Starting or operating a business in Costa Rica requires more than a great idea; it demands strict compliance with local legal standards.  The standard stock corporation, or Sociedad Anonima, is an excellent corporate choice. The sociedad anónima or “S.A”, is very similar to the standard stock companies in the United States.  It´s a solid choice if you wish to have many shareholders in the future.

Can you describe the Costa Rica SA? (Sociedad Anonima)

The Sociedad Anónima (S.A.), or Corporation, is one of the most popular legal structures for businesses in Costa Rica. Known for its flexibility, liability protection, and suitability for both local and international ventures, the S.A. is widely chosen by entrepreneurs seeking to establish a robust and scalable business presence in the country. This essay explores the key features, advantages, and requirements of forming a Sociedad Anónima in Costa Rica.

A Sociedad Anónima is a corporate entity in which the liability of its shareholders is limited to their share participation. This structure makes it an attractive option for entrepreneurs looking to protect personal assets while engaging in business activities. The S.A. is commonly used for medium to large-scale businesses, joint ventures, and companies planning to engage in international trade.

Formation Process of an S.A.

The formation of a Sociedad Anónima (S.A.) in Costa Rica involves several key steps. It must be constituted by a minimum of two founding shareholders, each subscribing to at least one share. The company’s founding act must be formalized through a public deed before a notary public. Additionally, the initial capital contributions must be recorded,  under the company’s name information, with the notary certifying this process. This ensures that the S.A. is fully compliant with legal requirements from inception.

Share Structure and Types

In an S.A., the capital is divided into shares, which can be common or preferred. These shares grant voting rights proportional to their value and can include specific privileges, such as preferential access to dividends. The company’s bylaws must detail the characteristics of each share class, ensuring transparency for investors. Importantly, all shares must be nominative, and the issuance of bearer shares is strictly prohibited, aligning with Costa Rica’s financial transparency regulations.

The Shareholders:

At least two founding shareholders. are required.  Each receive common stock with voting rights. These votes are cast in every shareholder assembly that must occur at least once a year. The shareholder´s assembly is the most important corporate organ.

Capital Structure:

The capital of the S.A. is divided into shares, which can be freely transferred unless restricted by the company’s bylaws. This flexibility allows for easy investment and ownership changes.

The Board of Directors:

At least three people are necessary to be on the board of directors of the Costa Rica SA. The seats include the company’s president, treasurer, and secretary. Unquestionably, the shareholders can be members of the board of directors.  A “Fiscal” must also be appointed.

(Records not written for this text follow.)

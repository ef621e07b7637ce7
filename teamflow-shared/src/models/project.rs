/// Project model and database operations
///
/// Projects group tasks and carry a derived health flag: a project is
/// **on-track** when it has at least one task and at least half of its
/// tasks are done. A project with zero tasks is never on-track.
///
/// # Schema
///
/// ```sql
/// CREATE TABLE projects (
///     id UUID PRIMARY KEY DEFAULT gen_random_uuid(),
///     name VARCHAR(255) NOT NULL,
///     description TEXT NOT NULL DEFAULT '',
///     created_by UUID REFERENCES users(id) ON DELETE SET NULL,
///     start_date DATE,
///     deadline DATE,
///     status VARCHAR(50) NOT NULL DEFAULT 'planning',
///     created_at TIMESTAMPTZ NOT NULL DEFAULT NOW(),
///     updated_at TIMESTAMPTZ NOT NULL DEFAULT NOW()
/// );
/// ```

use chrono::{DateTime, NaiveDate, Utc};
use serde::{Deserialize, Serialize};
use sqlx::PgPool;
use uuid::Uuid;

/// Project model
#[derive(Debug, Clone, Serialize, Deserialize, sqlx::FromRow)]
#[serde(rename_all = "camelCase")]
pub struct Project {
    /// Unique project ID
    pub id: Uuid,

    /// Project name, required and non-empty
    pub name: String,

    /// Rich-text description, stored as-is
    pub description: String,

    /// Creator (nullable only if the creator account was deleted)
    pub created_by: Option<Uuid>,

    /// Optional start date
    pub start_date: Option<NaiveDate>,

    /// Optional deadline
    pub deadline: Option<NaiveDate>,

    /// Free-form status, defaults to "planning"
    pub status: String,

    /// When the project was created
    pub created_at: DateTime<Utc>,

    /// When the project was last updated
    pub updated_at: DateTime<Utc>,
}

/// A project joined with the creator's display name
#[derive(Debug, Clone, Serialize, Deserialize, sqlx::FromRow)]
#[serde(rename_all = "camelCase")]
pub struct ProjectWithCreator {
    #[sqlx(flatten)]
    #[serde(flatten)]
    pub project: Project,

    /// Creator display name
    pub creator_name: Option<String>,
}

/// A project plus its task completion summary
#[derive(Debug, Clone, Serialize, Deserialize, sqlx::FromRow)]
#[serde(rename_all = "camelCase")]
pub struct ProjectSummary {
    #[sqlx(flatten)]
    #[serde(flatten)]
    pub project: Project,

    /// Creator display name
    pub creator_name: Option<String>,

    /// Number of tasks associated with the project
    pub total_tasks: i64,

    /// Number of those tasks in `done` status
    pub completed_tasks: i64,

    /// Derived health flag, filled in from the two counts after the fetch
    #[sqlx(default)]
    pub on_track: bool,
}

/// Computes the on-track rule: ≥1 task and ≥50% of tasks done
///
/// The boundary is inclusive: exactly half done counts as on-track.
pub fn on_track(total_tasks: i64, completed_tasks: i64) -> bool {
    total_tasks > 0 && completed_tasks * 2 >= total_tasks
}

/// Input for creating a new project
#[derive(Debug, Clone)]
pub struct CreateProject {
    pub name: String,
    pub description: Option<String>,
    pub start_date: Option<NaiveDate>,
    pub deadline: Option<NaiveDate>,
    pub created_by: Uuid,
}

/// Input for updating an existing project
///
/// Only `Some` fields are written; everything else keeps its prior value.
#[derive(Debug, Clone, Default)]
pub struct UpdateProject {
    pub name: Option<String>,
    pub description: Option<String>,
    pub start_date: Option<NaiveDate>,
    pub deadline: Option<NaiveDate>,
    pub status: Option<String>,
}

const PROJECT_COLUMNS: &str =
    "id, name, description, created_by, start_date, deadline, status, created_at, updated_at";

const PROJECT_COLUMNS_QUALIFIED: &str =
    "p.id, p.name, p.description, p.created_by, p.start_date, p.deadline, p.status, \
     p.created_at, p.updated_at";

impl Project {
    /// Creates a new project
    pub async fn create(pool: &PgPool, data: CreateProject) -> Result<Self, sqlx::Error> {
        let project = sqlx::query_as::<_, Project>(&format!(
            r#"
            INSERT INTO projects (name, description, start_date, deadline, created_by)
            VALUES ($1, $2, $3, $4, $5)
            RETURNING {PROJECT_COLUMNS}
            "#,
        ))
        .bind(data.name)
        .bind(data.description.unwrap_or_default())
        .bind(data.start_date)
        .bind(data.deadline)
        .bind(data.created_by)
        .fetch_one(pool)
        .await?;

        Ok(project)
    }

    /// Finds a project by ID
    pub async fn find_by_id(pool: &PgPool, id: Uuid) -> Result<Option<Self>, sqlx::Error> {
        let project = sqlx::query_as::<_, Project>(&format!(
            "SELECT {PROJECT_COLUMNS} FROM projects WHERE id = $1",
        ))
        .bind(id)
        .fetch_optional(pool)
        .await?;

        Ok(project)
    }

    /// Lists all projects with creator display names, newest first
    pub async fn list(pool: &PgPool) -> Result<Vec<ProjectWithCreator>, sqlx::Error> {
        let projects = sqlx::query_as::<_, ProjectWithCreator>(&format!(
            r#"
            SELECT {PROJECT_COLUMNS_QUALIFIED}, u.name AS creator_name
            FROM projects p
            LEFT JOIN users u ON u.id = p.created_by
            ORDER BY p.created_at DESC
            "#,
        ))
        .fetch_all(pool)
        .await?;

        Ok(projects)
    }

    /// Lists all projects with their task completion summary
    ///
    /// One aggregate pass over the tasks table; the on-track flag is
    /// derived from the two counts via [`on_track`].
    pub async fn list_with_summary(pool: &PgPool) -> Result<Vec<ProjectSummary>, sqlx::Error> {
        let summaries = sqlx::query_as::<_, ProjectSummary>(&format!(
            r#"
            SELECT {PROJECT_COLUMNS_QUALIFIED},
                   u.name AS creator_name,
                   COUNT(t.id) AS total_tasks,
                   COUNT(t.id) FILTER (WHERE t.status = 'done') AS completed_tasks
            FROM projects p
            LEFT JOIN users u ON u.id = p.created_by
            LEFT JOIN tasks t ON t.project_id = p.id
            GROUP BY p.id, u.name
            ORDER BY p.created_at DESC
            "#,
        ))
        .fetch_all(pool)
        .await?;

        let summaries = summaries
            .into_iter()
            .map(|mut summary| {
                summary.on_track = on_track(summary.total_tasks, summary.completed_tasks);
                summary
            })
            .collect();

        Ok(summaries)
    }

    /// Updates a project with partial-merge semantics
    ///
    /// Returns None when the id is unknown; the API layer turns that into
    /// `NotFound` rather than a silent no-op.
    pub async fn update(
        pool: &PgPool,
        id: Uuid,
        data: UpdateProject,
    ) -> Result<Option<Self>, sqlx::Error> {
        let mut query = String::from("UPDATE projects SET updated_at = NOW()");
        let mut bind_count = 1;

        if data.name.is_some() {
            bind_count += 1;
            query.push_str(&format!(", name = ${}", bind_count));
        }
        if data.description.is_some() {
            bind_count += 1;
            query.push_str(&format!(", description = ${}", bind_count));
        }
        if data.start_date.is_some() {
            bind_count += 1;
            query.push_str(&format!(", start_date = ${}", bind_count));
        }
        if data.deadline.is_some() {
            bind_count += 1;
            query.push_str(&format!(", deadline = ${}", bind_count));
        }
        if data.status.is_some() {
            bind_count += 1;
            query.push_str(&format!(", status = ${}", bind_count));
        }

        query.push_str(&format!(" WHERE id = $1 RETURNING {PROJECT_COLUMNS}"));

        let mut q = sqlx::query_as::<_, Project>(&query).bind(id);

        if let Some(name) = data.name {
            q = q.bind(name);
        }
        if let Some(description) = data.description {
            q = q.bind(description);
        }
        if let Some(start_date) = data.start_date {
            q = q.bind(start_date);
        }
        if let Some(deadline) = data.deadline {
            q = q.bind(deadline);
        }
        if let Some(status) = data.status {
            q = q.bind(status);
        }

        let project = q.fetch_optional(pool).await?;

        Ok(project)
    }

    /// Deletes a project permanently
    ///
    /// Associated tasks are orphaned (their project_id set to NULL by the
    /// foreign key), not removed.
    ///
    /// # Returns
    ///
    /// True if the project existed and was deleted
    pub async fn delete(pool: &PgPool, id: Uuid) -> Result<bool, sqlx::Error> {
        let result = sqlx::query("DELETE FROM projects WHERE id = $1")
            .bind(id)
            .execute(pool)
            .await?;

        Ok(result.rows_affected() > 0)
    }
}

#[cfg(test)]
mod tests {
    use super::*;

    #[test]
    fn test_zero_tasks_is_never_on_track() {
        assert!(!on_track(0, 0));
    }

    #[test]
    fn test_half_done_boundary_is_inclusive() {
        assert!(on_track(2, 1));
        assert!(on_track(4, 2));
        assert!(on_track(10, 5));
    }

    #[test]
    fn test_below_half_is_off_track() {
        assert!(!on_track(3, 1));
        assert!(!on_track(10, 4));
        assert!(!on_track(1, 0));
    }

    #[test]
    fn test_fully_done_is_on_track() {
        assert!(on_track(1, 1));
        assert!(on_track(7, 7));
    }

    #[test]
    fn test_odd_totals_round_against_the_project() {
        // 2 of 5 is below 50%, 3 of 5 is above
        assert!(!on_track(5, 2));
        assert!(on_track(5, 3));
    }

    #[test]
    fn test_update_project_default() {
        let update = UpdateProject::default();
        assert!(update.name.is_none());
        assert!(update.status.is_none());
    }

    #[test]
    fn test_summary_serializes_on_track_flag() {
        let summary = ProjectSummary {
            project: Project {
                id: Uuid::new_v4(),
                name: "Launch".to_string(),
                description: String::new(),
                created_by: None,
                start_date: None,
                deadline: None,
                status: "planning".to_string(),
                created_at: Utc::now(),
                updated_at: Utc::now(),
            },
            creator_name: Some("Dana".to_string()),
            total_tasks: 2,
            completed_tasks: 1,
            on_track: on_track(2, 1),
        };

        let json = serde_json::to_value(&summary).unwrap();
        assert_eq!(json["onTrack"], serde_json::Value::Bool(true));
        assert_eq!(json["totalTasks"], 2);
        assert_eq!(json["completedTasks"], 1);
        assert_eq!(json["creatorName"], "Dana");
        // flattened project fields keep the same casing convention
        assert!(json.get("createdAt").is_some());
    }
}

The president holds judicial and extrajudicial representation of the company unless otherwise specified in the bylaws. The Board is also responsible for delegating authority, creating corporate policies, and ensuring compliance with local and international regulations.

The Corporate Bylaws:

When you form a company  in Costa Rica, you need to set the ground rules under which it will operate.  These are called “the corporate bylaws.”  Usually they are quite generic.  However,  you can include special dispositions, and innovative concepts, such as priority purchase rights. 

These rights prioritize other stockholders before endorsing shares to a third party. With exceptions, most changes in the articles of incorporation may be done with a simple majority vote by the shareholders. 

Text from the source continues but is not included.